I bambini con sindrome di Kawasaki devono essere trattati da un cardiologo pediatra esperto o uno specialista in malattie infettive pediatriche o in stretta collaborazione con essi. La terapia va iniziata il più presto possibile, idealmente entro i primi 10 giorni di malattia, con una combinazione di alte dosi di immunoglobuline endovena (una singola dose di 2 g/kg di IGEV somministrate in 10-12 h) e alte dosi di aspirina per via orale (80-100 mg/kg/die in 4 dosi). Il dosaggio dell’aspirina viene ridotto a 3-5 mg/kg/die in singola dose quando il bambino diviene apiretico. (In alcune strutture si preferisce continuare l’aspirina ad alto dosaggio fino al quattordicesimo giorno di malattia.) Il metabolismo dell’aspirina è imprevedibile durante la fase acuta della malattia di Kawasaki, cosa che spiega in parte gli alti dosaggi richiesti. Presso alcune strutture vengono monitorizzati i livelli sierici di aspirina durante la terapia ad alte dosi, soprattutto se la terapia viene somministrata per 14 giorni.

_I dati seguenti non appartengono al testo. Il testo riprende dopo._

use std::collections::HashSet;
use std::path::{Path, PathBuf};

use procflow_core::{ProcflowError, Result, Span, SpanId, SpanStatus};
use tokio::io::AsyncWriteExt;
use tokio::sync::broadcast;
use tracing::{debug, error, info, warn};

/// JSONL span logger.
///
/// Writes one serialized [`Span`] per line as spans close. The format is
/// append-only: if the process dies mid-run, every line already written is
/// intact and can be re-scored later.
#[derive(Debug, Clone)]
pub struct SpanLogger {
    log_dir: PathBuf,
    level: u8,
}

impl SpanLogger {
    /// `level` controls verbosity: 1 = run root and failures, 2 = + task
    /// attempts and compensations, 3 = every span.
    ///
    /// Below level 3 the ancestors of every logged span are kept as well,
    /// so a log always reads back as a well-formed trace.
    pub fn new(log_dir: PathBuf, level: u8) -> Self {
        Self { log_dir, level }
    }

    /// Path of the log file for one run.
    pub fn path_for(&self, definition_id: &str, run_id: &str) -> PathBuf {
        self.log_dir
            .join(definition_id)
            .join(format!("{}.jsonl", run_id))
    }

    /// Consume spans until the run root closes or the channel closes.
    ///
    /// Returns the file written, if it could be opened.
    pub async fn run(
        self,
        mut rx: broadcast::Receiver<Span>,
        definition_id: String,
        run_id: String,
    ) -> Option<PathBuf> {
        let log_path = self.path_for(&definition_id, &run_id);
        if let Some(parent) = log_path.parent() {
            if let Err(e) = tokio::fs::create_dir_all(parent).await {
                error!(error = %e, "Failed to create span log directory");
                return None;
            }
        }

        let file = match tokio::fs::OpenOptions::new()
            .create(true)
            .append(true)
            .open(&log_path)
            .await
        {
            Ok(f) => f,
            Err(e) => {
                error!(error = %e, path = %log_path.display(), "Failed to open span log");
                return None;
            }
        };

        info!(path = %log_path.display(), "SpanLogger started");
        let mut writer = tokio::io::BufWriter::new(file);
        // Parents of logged spans. Children always close before their parent.
        let mut ancestors: HashSet<SpanId> = HashSet::new();

        loop {
            match rx.recv().await {
                Ok(span) => {
                    let is_root = span.is_root();
                    let keep = ancestors.remove(&span.id) || self.should_log(&span);
                    if keep {
                        if let Some(parent) = &span.parent_id {
                            ancestors.insert(parent.clone());
                        }
                        if let Ok(json) = serde_json::to_string(&span) {
                            let line = format!("{}\n", json);
                            if let Err(e) = writer.write_all(line.as_bytes()).await {
                                error!(error = %e, "Failed to write span");
                                break;
                            }
                            // Flush after each span for crash resilience
                            if let Err(e) = writer.flush().await {
                                error!(error = %e, "Failed to flush span log");
                            }
                        }
                    }
                    // The root closes last.
                    if is_root {
                        break;
                    }
                }
                Err(broadcast::error::RecvError::Lagged(n)) => {
                    warn!(skipped = n, path = %log_path.display(), "SpanLogger lagged, span log is incomplete");
                }
                Err(broadcast::error::RecvError::Closed) => {
                    debug!("Span channel closed, SpanLogger stopping");
                    break;
                }
            }
        }

        writer.flush().await.ok();
        debug!(path = %log_path.display(), "SpanLogger finished");
        Some(log_path)
    }

    fn should_log(&self, span: &Span) -> bool {
        match self.level {
            0 | 1 => span.is_root() || span.status == SpanStatus::Error,
            2 => {
                span.is_root()
                    || span.status != SpanStatus::Ok
                    || span.attempt > 0
                    || span.attr("compensation").is_some()
            }
            _ => true,
        }
    }
}

/// Read a span log back, skipping blank lines.
pub fn read_spans(path: &Path) -> Result<Vec<Span>> {
    let content = std::fs::read_to_string(path)?;
    content
        .lines()
        .enumerate()
        .filter(|(_, line)| !line.trim().is_empty())
        .map(|(i, line)| {
            serde_json::from_str(line).map_err(|e| {
                ProcflowError::Config(format!("{}:{}: {}", path.display(), i + 1, e))
            })
        })
        .collect()
}

#[cfg(test)]
mod tests {
    use super::*;
    use crate::health::HealthScorer;
    use crate::telemetry::{OpenSpan, TelemetryCollector};
    use procflow_core::ScoringRules;

    #[tokio::test]
    async fn test_writes_and_reads_back_spans() {
        let dir = tempfile::tempdir().unwrap();
        let collector = TelemetryCollector::new(16);
        let logger = SpanLogger::new(dir.path().to_path_buf(), 3);
        let handle = tokio::spawn(logger.run(collector.subscribe(), "def".into(), "run-1".into()));

        let root = OpenSpan::start("def", "run", None);
        let child = OpenSpan::start("a", "noop", Some(root.id())).with_attempt(1);
        collector.close(child, SpanStatus::Ok);
        collector.close(root, SpanStatus::Ok);

        let path = handle.await.unwrap().unwrap();
        assert_eq!(path, dir.path().join("def").join("run-1.jsonl"));

        let spans = read_spans(&path).unwrap();
        assert_eq!(spans, collector.spans());
    }

    #[tokio::test]
    async fn test_level_one_keeps_root_and_failures() {
        let dir = tempfile::tempdir().unwrap();
        let collector = TelemetryCollector::new(16);
        let logger = SpanLogger::new(dir.path().to_path_buf(), 1);
        let handle = tokio::spawn(logger.run(collector.subscribe(), "def".into(), "run-2".into()));

        let root = OpenSpan::start("def", "run", None);
        collector.close(
            OpenSpan::start("ok", "noop", Some(root.id())).with_attempt(1),
            SpanStatus::Ok,
        );
        collector.close(
            OpenSpan::start("bad", "noop", Some(root.id())).with_attempt(1),
            SpanStatus::Error,
        );
        collector.close(root, SpanStatus::Error);

        let path = handle.await.unwrap().unwrap();
        let nodes: Vec<String> = read_spans(&path)
            .unwrap()
            .into_iter()
            .map(|s| s.node_id)
            .collect();
        assert_eq!(nodes, vec!["bad", "def"]);
    }

    #[tokio::test]
    async fn test_keeps_ancestors_of_logged_spans() {
        let dir = tempfile::tempdir().unwrap();
        let collector = TelemetryCollector::new(16);
        let logger = SpanLogger::new(dir.path().to_path_buf(), 2);
        let handle = tokio::spawn(logger.run(collector.subscribe(), "def".into(), "run-3".into()));

        let root = OpenSpan::start("def", "run", None);
        let split = OpenSpan::start("split", "parallel_split", Some(root.id()));
        for branch in ["a", "b"] {
            collector.close(
                OpenSpan::start(branch, "noop", Some(split.id())).with_attempt(1),
                SpanStatus::Ok,
            );
        }
        collector.close(split, SpanStatus::Ok);
        collector.close(
            OpenSpan::start("join", "parallel_join", Some(root.id())),
            SpanStatus::Ok,
        );
        collector.close(root, SpanStatus::Ok);

        let path = handle.await.unwrap().unwrap();
        let logged = read_spans(&path).unwrap();
        let nodes: Vec<&str> = logged.iter().map(|s| s.node_id.as_str()).collect();
        assert_eq!(nodes, vec!["a", "b", "split", "def"]);

        let scorer = HealthScorer::new(ScoringRules::default()).unwrap();
        assert_eq!(scorer.score(&logged).dimensions.structural, 1.0);
    }

    #[test]
    fn test_read_spans_reports_bad_line() {
        let dir = tempfile::tempdir().unwrap();
        let path = dir.path().join("bad.jsonl");
        std::fs::write(&path, "\nnot json\n").unwrap();
        let err = read_spans(&path).unwrap_err();
        assert!(err.to_string().contains(":2:"));
    }
}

La maggior parte dei pazienti ha una rapida risposta entro 24 h dall’inizio della terapia; una piccola percentuale continua a star male con febbre per diversi giorni e richiede un nuovo ciclo di IGEV. Una schema alternativo, che può determinare una risoluzione dei sintomi lievemente più lenta, ma può giovare a quei pazienti con disfunzione cardiaca che non possono tollerare il volume di un’infusione di 2 g/kg di IGEV, è 400 mg/kg/die di IGEV per 4 giorni (sempre in combinazione con aspirina ad alto dosaggio). L’efficacia della terapia con IGEV/aspirina quando cominciata più di 10 giorni dopo l’inizio della malattia è sconosciuta, ma la terapia deve comunque essere presa in considerazione.

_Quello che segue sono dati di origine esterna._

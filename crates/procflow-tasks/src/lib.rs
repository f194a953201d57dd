//! Task handler registry and the handlers shipped with procflow.

pub mod builtin;
pub mod registry;

pub use registry::TaskRegistry;
use std::collections::HashSet;
use std::sync::Arc;
use std::time::Duration;

use procflow_core::config::EngineConfig;
use procflow_core::{span_kind, ExecutionContext, ProcflowError, ScoringRules, SpanStatus};
use procflow_engine::{Engine, HealthScorer, RunReport, RunStatus};
use procflow_graph::{MultiInstanceSpec, Node, ProcessDefinition, TaskSpec};
use procflow_tasks::TaskRegistry;
use procflow_test_utils::{
    parallel, DefinitionBuilder, EchoHandler, Journal, RecordingHandler, SlowHandler,
};
use tokio_util::sync::CancellationToken;

fn scorer() -> HealthScorer {
    HealthScorer::new(ScoringRules::default()).unwrap()
}

async fn execute(
    definition: ProcessDefinition,
    registry: TaskRegistry,
    ctx: ExecutionContext,
) -> RunReport {
    let engine = Engine::new(definition, Arc::new(registry), EngineConfig::default()).unwrap();
    engine.run(ctx, &scorer()).await
}

fn assert_well_formed(report: &RunReport) {
    let ids: HashSet<_> = report.spans.iter().map(|s| &s.id).collect();
    assert_eq!(ids.len(), report.spans.len());
    assert_eq!(report.spans.iter().filter(|s| s.is_root()).count(), 1);
    for span in &report.spans {
        if let Some(parent) = &span.parent_id {
            assert!(ids.contains(parent), "dangling parent on {}", span.node_id);
        }
    }
    for pair in report.spans.windows(2) {
        assert!(pair[0].seq < pair[1].seq);
    }
}

#[tokio::test]
async fn test_join_fires_once_after_all_branches() {
    let journal = Journal::default();
    let mut registry = TaskRegistry::new();
    registry.register(RecordingHandler::new("record").with_journal(journal.clone()));

    let definition = parallel("fanout", vec![TaskSpec::new("record"); 3])
        .build()
        .unwrap();
    let report = execute(definition, registry, ExecutionContext::new()).await;

    assert!(report.is_ok(), "failure: {:?}", report.failure);
    let joins: Vec<_> = report
        .spans
        .iter()
        .filter(|s| s.task_kind == span_kind::PARALLEL_JOIN)
        .collect();
    assert_eq!(joins.len(), 1);
    assert_eq!(joins[0].attr("branches"), Some(&serde_json::json!(3)));

    // Every branch closed its span before the join did.
    for node in ["b0", "b1", "b2"] {
        let attempt = report.attempts(node)[0];
        assert!(attempt.seq < joins[0].seq);
        assert_eq!(report.context.get(&format!("{}.done", node)), Some(&serde_json::json!(true)));
    }
    assert_eq!(journal.lock().unwrap().len(), 3);
    assert_well_formed(&report);
}

#[tokio::test]
async fn test_branch_writes_merge_last_writer_wins() {
    let registry = TaskRegistry::with_builtins();
    let assign = |value: i64| {
        TaskSpec::new("assign").with_config(serde_json::json!({"values": {"winner": value}}))
    };
    let definition = parallel("merge", vec![assign(0), assign(1)]).build().unwrap();

    let report = execute(definition, registry, ExecutionContext::new()).await;

    assert!(report.is_ok());
    assert_eq!(report.context.get("winner"), Some(&serde_json::json!(1)));
    let join = report.spans_for("join").next().unwrap();
    assert_eq!(join.attr("collisions"), Some(&serde_json::json!(["winner"])));
}

fn instances(spec: MultiInstanceSpec) -> ProcessDefinition {
    DefinitionBuilder::new("instances")
        .node(Node::start("start"))
        .node(Node::multi_instance("each", spec))
        .node(Node::end("end"))
        .edge("start", "each")
        .edge("each", "end")
        .build()
        .unwrap()
}

fn items() -> ExecutionContext {
    ExecutionContext::from_json(serde_json::json!({"order": {"items": ["a", "b", "c"]}}))
}

#[tokio::test]
async fn test_multi_instance_collects_results_in_order() {
    let mut registry = TaskRegistry::new();
    registry.register(EchoHandler);
    let mut spec = MultiInstanceSpec::new(TaskSpec::new("echo"), "order.items", "echoed");
    spec.max_concurrency = Some(1);

    let report = execute(instances(spec), registry, items()).await;

    assert!(report.is_ok(), "failure: {:?}", report.failure);
    assert_eq!(
        report.context.get("echoed"),
        Some(&serde_json::json!(["a", "b", "c"]))
    );
    // Instance variables do not leak into the run context.
    assert!(report.context.get("item").is_none());

    let attempts = report.attempts("each");
    assert_eq!(attempts.len(), 3);
    let mut seen: Vec<_> = attempts
        .iter()
        .filter_map(|s| s.attr("instance").and_then(|v| v.as_u64()))
        .collect();
    seen.sort_unstable();
    assert_eq!(seen, vec![0, 1, 2]);
    assert_well_formed(&report);
}

#[tokio::test]
async fn test_multi_instance_element_var_and_index() {
    let mut registry = TaskRegistry::new();
    registry.register(EchoHandler);
    let mut spec = MultiInstanceSpec::new(
        TaskSpec::new("echo").with_config(serde_json::json!({"path": "line_index"})),
        "order.items",
        "positions",
    );
    spec.element_var = "line".into();

    let report = execute(instances(spec), registry, items()).await;

    assert_eq!(
        report.context.get("positions"),
        Some(&serde_json::json!([0, 1, 2]))
    );
}

#[tokio::test]
async fn test_multi_instance_failure_aborts_run() {
    let mut registry = TaskRegistry::new();
    registry.register(EchoHandler);
    let spec = MultiInstanceSpec::new(
        TaskSpec::new("echo").with_config(serde_json::json!({"fail_on": "b"})),
        "order.items",
        "echoed",
    )
    .fail_fast();

    let report = execute(instances(spec), registry, items()).await;

    assert_eq!(report.status, RunStatus::Error);
    match &report.failure {
        Some(ProcflowError::Task { node_id, source }) => {
            assert_eq!(node_id, "each");
            assert_eq!(source.kind, "bad_item");
        }
        other => panic!("unexpected failure: {:?}", other),
    }
    let fan_out = report
        .spans
        .iter()
        .find(|s| s.task_kind == span_kind::MULTI_INSTANCE)
        .unwrap();
    assert_eq!(fan_out.status, SpanStatus::Error);
    assert_eq!(fan_out.attr("failed_instance"), Some(&serde_json::json!(1)));
    assert!(report.context.get("echoed").is_none());
}

#[tokio::test]
async fn test_multi_instance_missing_collection_fails() {
    let mut registry = TaskRegistry::new();
    registry.register(EchoHandler);
    let spec = MultiInstanceSpec::new(TaskSpec::new("echo"), "order.missing", "echoed");

    let report = execute(instances(spec), registry, items()).await;

    assert_eq!(report.status, RunStatus::Error);
    assert!(report.attempts("each").is_empty());
}

#[tokio::test]
async fn test_empty_collection_yields_empty_results() {
    let mut registry = TaskRegistry::new();
    registry.register(EchoHandler);
    let spec = MultiInstanceSpec::new(TaskSpec::new("echo"), "order.items", "echoed");
    let ctx = ExecutionContext::from_json(serde_json::json!({"order": {"items": []}}));

    let report = execute(instances(spec), registry, ctx).await;

    assert!(report.is_ok());
    assert_eq!(report.context.get("echoed"), Some(&serde_json::json!([])));
}

#[tokio::test(start_paused = true)]
async fn test_external_cancellation_stops_run() {
    let slow = Arc::new(SlowHandler::new("slow", Duration::from_secs(60)));
    let mut registry = TaskRegistry::new();
    registry.register_arc(slow.clone());
    let definition = parallel("cancel", vec![TaskSpec::new("slow"); 2])
        .build()
        .unwrap();
    let engine = Engine::new(definition, Arc::new(registry), EngineConfig::default()).unwrap();

    let cancel = CancellationToken::new();
    let trigger = cancel.clone();
    tokio::spawn(async move {
        tokio::time::sleep(Duration::from_secs(1)).await;
        trigger.cancel();
    });
    let report = engine
        .run_with_cancel(ExecutionContext::new(), &scorer(), cancel)
        .await;

    assert_eq!(report.status, RunStatus::Error);
    assert!(matches!(report.failure, Some(ProcflowError::Cancelled)));
    // Running handlers finish, but the join is never released.
    assert!(slow.finished());
    assert_eq!(report.spans_for("join").count(), 0);
    let split = report.spans_for("split").next().unwrap();
    assert_eq!(split.status, SpanStatus::Error);
    assert_well_formed(&report);
}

Dopo il miglioramento del bambino, l’aspirina viene proseguita al dosaggio di 3-5 mg/kg/die per almeno 8 sett., finche non viene eseguito un nuovo esame ecocardiografico. Se non ci sono aneurismi coronarici e i segni di infiammazione sono in via di risoluzione (come dimostrato dalla normalizzazione della VES e delle piastrine), l’aspirina può essere interrotta. Per la sua azione antitrombotica, l’aspirina viene continuata a tempo indefinito nei bambini con alterazioni coronariche. I bambini con aneurismi coronarici giganti possono richiedere una terapia anticoagulante aggiuntiva (p. es., coumadin o dipiridamolo).

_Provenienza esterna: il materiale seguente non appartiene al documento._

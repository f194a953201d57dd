use std::collections::{HashMap, HashSet, VecDeque};

use crate::flow::Flow;
use crate::node::{Node, NodeKind};

/// Adjacency view over a definition's flows, plus parallel split/join pairing.
#[derive(Debug, Clone, Default)]
pub struct Topology {
    /// node_id -> indices of outgoing flows, in declared order.
    outgoing: HashMap<String, Vec<usize>>,
    /// node_id -> indices of incoming flows, in declared order.
    incoming: HashMap<String, Vec<usize>>,
    /// split gateway id -> matching join gateway id.
    joins: HashMap<String, String>,
}

impl Topology {
    /// Build adjacency lists. Flows must already reference existing nodes.
    pub fn new(nodes: &[Node], flows: &[Flow]) -> Self {
        let mut outgoing: HashMap<String, Vec<usize>> = HashMap::new();
        let mut incoming: HashMap<String, Vec<usize>> = HashMap::new();

        for node in nodes {
            outgoing.entry(node.id.clone()).or_default();
            incoming.entry(node.id.clone()).or_default();
        }

        for (idx, flow) in flows.iter().enumerate() {
            outgoing.entry(flow.source.clone()).or_default().push(idx);
            incoming.entry(flow.target.clone()).or_default().push(idx);
        }

        Self {
            outgoing,
            incoming,
            joins: HashMap::new(),
        }
    }

    /// Indices of flows leaving `node_id`.
    pub fn outgoing(&self, node_id: &str) -> &[usize] {
        self.outgoing
            .get(node_id)
            .map(|v| v.as_slice())
            .unwrap_or(&[])
    }

    /// Indices of flows entering `node_id`.
    pub fn incoming(&self, node_id: &str) -> &[usize] {
        self.incoming
            .get(node_id)
            .map(|v| v.as_slice())
            .unwrap_or(&[])
    }

    /// The join gateway paired with a split.
    pub fn matching_join(&self, split_id: &str) -> Option<&str> {
        self.joins.get(split_id).map(|s| s.as_str())
    }

    /// All split -> join pairs, sorted by split id.
    pub fn join_pairs(&self) -> Vec<(&str, &str)> {
        let mut pairs: Vec<(&str, &str)> = self
            .joins
            .iter()
            .map(|(s, j)| (s.as_str(), j.as_str()))
            .collect();
        pairs.sort();
        pairs
    }

    /// A parallel gateway that fans out.
    pub fn is_split(&self, node: &Node) -> bool {
        matches!(node.kind, NodeKind::ParallelGateway) && self.outgoing(&node.id).len() > 1
    }

    /// A parallel gateway that synchronizes.
    pub fn is_join(&self, node: &Node) -> bool {
        matches!(node.kind, NodeKind::ParallelGateway) && self.incoming(&node.id).len() > 1
    }

    /// Pair every parallel split with the join reachable on all of its branches.
    ///
    /// Each branch is walked forward while counting nested splits; the first
    /// join met at nesting depth zero closes the branch. Every branch must
    /// close on the same join, and no branch may reach an end node first.
    pub fn match_joins(&mut self, nodes: &[Node], flows: &[Flow]) -> Result<(), String> {
        let by_id: HashMap<&str, &Node> = nodes.iter().map(|n| (n.id.as_str(), n)).collect();

        let mut joins = HashMap::new();
        for split in nodes.iter().filter(|n| self.is_split(n)) {
            if self.is_join(split) {
                return Err(format!(
                    "parallel gateway '{}' is both a split and a join",
                    split.id
                ));
            }

            let mut matched: Option<String> = None;
            for &flow_idx in self.outgoing(&split.id) {
                let target = &flows[flow_idx].target;
                let join = self.close_branch(&split.id, target, &by_id, flows)?;
                match &matched {
                    None => matched = Some(join),
                    Some(existing) if *existing != join => {
                        return Err(format!(
                            "branches of parallel split '{}' converge on different joins '{}' and '{}'",
                            split.id, existing, join
                        ));
                    }
                    Some(_) => {}
                }
            }

            if let Some(join) = matched {
                joins.insert(split.id.clone(), join);
            }
        }

        self.joins = joins;
        Ok(())
    }

    fn close_branch(
        &self,
        split_id: &str,
        first: &str,
        by_id: &HashMap<&str, &Node>,
        flows: &[Flow],
    ) -> Result<String, String> {
        let max_depth = by_id.len();
        let mut queue: VecDeque<(&str, usize)> = VecDeque::from([(first, 0)]);
        let mut seen: HashSet<(&str, usize)> = HashSet::new();
        let mut found: Option<&str> = None;

        while let Some((id, depth)) = queue.pop_front() {
            if !seen.insert((id, depth)) || depth > max_depth {
                continue;
            }
            let Some(node) = by_id.get(id) else {
                continue;
            };

            let mut next_depth = depth;
            if self.is_join(node) {
                if depth == 0 {
                    match found {
                        Some(existing) if existing != id => {
                            return Err(format!(
                                "a branch of parallel split '{}' reaches two joins '{}' and '{}'",
                                split_id, existing, id
                            ));
                        }
                        _ => found = Some(id),
                    }
                    continue;
                }
                next_depth -= 1;
            } else if self.is_split(node) {
                next_depth += 1;
            }

            if matches!(node.kind, NodeKind::End) {
                return Err(format!(
                    "a branch of parallel split '{}' reaches end node '{}' before joining",
                    split_id, id
                ));
            }

            for &flow_idx in self.outgoing(id) {
                queue.push_back((flows[flow_idx].target.as_str(), next_depth));
            }
        }

        found.map(str::to_string).ok_or_else(|| {
            format!(
                "no matching join is reachable from parallel split '{}' via '{}'",
                split_id, first
            )
        })
    }
}

#[cfg(test)]
mod tests {
    use super::*;
    use crate::node::TaskSpec;

    fn task(id: &str) -> Node {
        Node::task(id, TaskSpec::new("noop"))
    }

    fn build(nodes: &[Node], flows: &[Flow]) -> Result<Topology, String> {
        let mut topo = Topology::new(nodes, flows);
        topo.match_joins(nodes, flows)?;
        Ok(topo)
    }

    #[test]
    fn test_adjacency_in_declared_order() {
        let nodes = vec![Node::start("s"), task("a"), task("b"), Node::end("e")];
        let flows = vec![
            Flow::new("s", "a"),
            Flow::new("a", "b"),
            Flow::new("b", "e"),
            Flow::on_error("a", "e"),
        ];
        let topo = build(&nodes, &flows).unwrap();
        assert_eq!(topo.outgoing("a"), &[1, 3]);
        assert_eq!(topo.incoming("e"), &[2, 3]);
        assert!(topo.outgoing("e").is_empty());
        assert!(topo.outgoing("unknown").is_empty());
    }

    #[test]
    fn test_nested_splits_match_their_own_joins() {
        let nodes = vec![
            Node::start("s"),
            Node::parallel("outer"),
            Node::parallel("inner"),
            task("a"),
            task("b"),
            task("c"),
            Node::parallel("inner_join"),
            Node::parallel("outer_join"),
            Node::end("e"),
        ];
        let flows = vec![
            Flow::new("s", "outer"),
            Flow::new("outer", "inner"),
            Flow::new("outer", "c"),
            Flow::new("inner", "a"),
            Flow::new("inner", "b"),
            Flow::new("a", "inner_join"),
            Flow::new("b", "inner_join"),
            Flow::new("inner_join", "outer_join"),
            Flow::new("c", "outer_join"),
            Flow::new("outer_join", "e"),
        ];
        let topo = build(&nodes, &flows).unwrap();
        assert_eq!(topo.matching_join("outer"), Some("outer_join"));
        assert_eq!(topo.matching_join("inner"), Some("inner_join"));
        assert_eq!(
            topo.join_pairs(),
            vec![("inner", "inner_join"), ("outer", "outer_join")]
        );
    }

    #[test]
    fn test_branch_reaching_end_is_rejected() {
        let nodes = vec![
            Node::start("s"),
            Node::parallel("split"),
            task("a"),
            task("b"),
            Node::parallel("join"),
            Node::end("e"),
        ];
        let flows = vec![
            Flow::new("s", "split"),
            Flow::new("split", "a"),
            Flow::new("split", "b"),
            Flow::new("a", "join"),
            Flow::new("b", "e"),
            Flow::new("join", "e"),
        ];
        let err = build(&nodes, &flows).unwrap_err();
        assert!(err.contains("reaches end node 'e'"), "{err}");
    }

    #[test]
    fn test_split_without_join_is_rejected() {
        let nodes = vec![
            Node::start("s"),
            Node::parallel("split"),
            task("a"),
            task("b"),
            task("c"),
        ];
        let flows = vec![
            Flow::new("s", "split"),
            Flow::new("split", "a"),
            Flow::new("split", "b"),
            Flow::new("a", "c"),
            Flow::new("b", "c"),
        ];
        let err = build(&nodes, &flows).unwrap_err();
        assert!(err.contains("no matching join"), "{err}");
    }
}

I bambini che ricevono IGEV possono avere una risposta ridotta ai vaccini con virus vivi. Pertanto, il vaccino anti morbillo-parotite-rosolia deve generalmente essere procrastinato di 11 mesi dopo la somministrazione di IGEV, e il vaccino anti-varicella deve essere posticipato di  5 mesi. Se il rischio di esposizione al morbillo è alto, la vaccinazione deve essere effettuata, ma dopo 11 mesi deve essere effettuata una rivaccinazione (o l’esame sierologico).

Nei bambini che ricevono aspirina a lungo termine durante epidemie di influenza o varicella esiste un basso rischio di sindrome di Reye (v. sopra). I genitori di bambini che ricevono aspirina devono essere istruiti a contattare prontamente il medico del proprio bambino se questo è esposto o sviluppa sintomi di influenza o varicella. Può essere presa in considerazione la temporanea sospensione dell’aspirina (sostituendola con dipiridamolo nei bambini con aneurismi documentati). La vaccinazione antiinfluenzale annuale è indicata per i bambini che ricevono terapia con aspirina a lungo termine.